10. The Places in which Love Happens
But Matthew wanted to know more about this Mags, the Madonna of the Steamroller, as he had now decided to call her. ‘Something interests me, Lou,’ he began. ‘What sort of woman thinks of getting a job on a road crew? How did Mags end up doing that?’
Big Lou turned from her task – emptying the grounds container – and fixed Matthew with a stare. He looked back at her, unrepentant.
‘Well?’ said Matthew. ‘It’s a fair enough question to ask, isn’t it? One doesn’t see all that many women working on the roads.’
‘I thought that women could do anything these days,’ said Big Lou coldly. ‘Or have I got it wrong? Can men still tell us what we can and cannot do?’
Matthew made a placatory gesture. ‘Don’t get me wrong, Lou,’ he said hurriedly. ‘I’m not suggesting that . . .’
‘Well, what are you suggesting then?’
‘All I was saying, Lou,’ said Matthew, ‘was that there are some jobs in which it’s still usual – that’s all, just usual – to see men rather than women.’

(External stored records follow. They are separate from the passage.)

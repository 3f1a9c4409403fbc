use std::fmt;
use std::path::Path;

use serde::Serialize;

/// The final JSON record printed after the `===RESULT===` marker. This is
/// the only stdout content a calling process should parse.
#[derive(Debug, Serialize)]
pub struct ResultRecord {
    pub success: bool,
    #[serde(skip_serializing_if = "Option::is_none")]
    pub path: Option<String>,
    #[serde(skip_serializing_if = "Option::is_none")]
    pub count: Option<usize>,
    #[serde(skip_serializing_if = "Option::is_none")]
    pub error: Option<String>,
}

impl ResultRecord {
    pub fn success(path: &Path, count: usize) -> Self {
        ResultRecord {
            success: true,
            path: Some(path.display().to_string()),
            count: Some(count),
            error: None,
        }
    }

    pub fn failure(error: impl fmt::Display) -> Self {
        ResultRecord {
            success: false,
            path: None,
            count: None,
            error: Some(error.to_string()),
        }
    }

    pub fn to_json(&self) -> String {
        serde_json::to_string(self).unwrap_or_else(|_| {
            r#"{"success":false,"error":"failed to serialize result record"}"#.to_string()
        })
    }
}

Big Lou continued to stare at him. ‘Such as?’
Matthew had to think quickly. He was about to mention airline pilots, but then he remembered that on the last two flights that he had taken, a female voice had issued from the cockpit to welcome passengers. And nobody, it seemed, had been in the slightest bit surprised, except, perhaps, Matthew himself. But then the woman beside him, possibly noticing his reaction, had leaned over and whispered to him: ‘How reassuring to have a woman at the controls, isn’t it? You do know, don’t you, that women pilots are much, much safer than men? Men take risks – it’s in their nature. Women are much more cautious.’
Matthew had nodded. ‘Of course,’ he said. ‘Of course.’
So now he was having difficulty in thinking of examples. Firefighters? But then he remembered having seen a fire engine race past him the other day in Moray Place, and when he had looked at the crew he had seen not the usual male mesomorphs but a woman, clad in black firefighting gear, combing her hair.
‘I saw a woman fire . . . fireperson, the other day, Lou,’ he said brightly, hoping to distract Big Lou from the subject.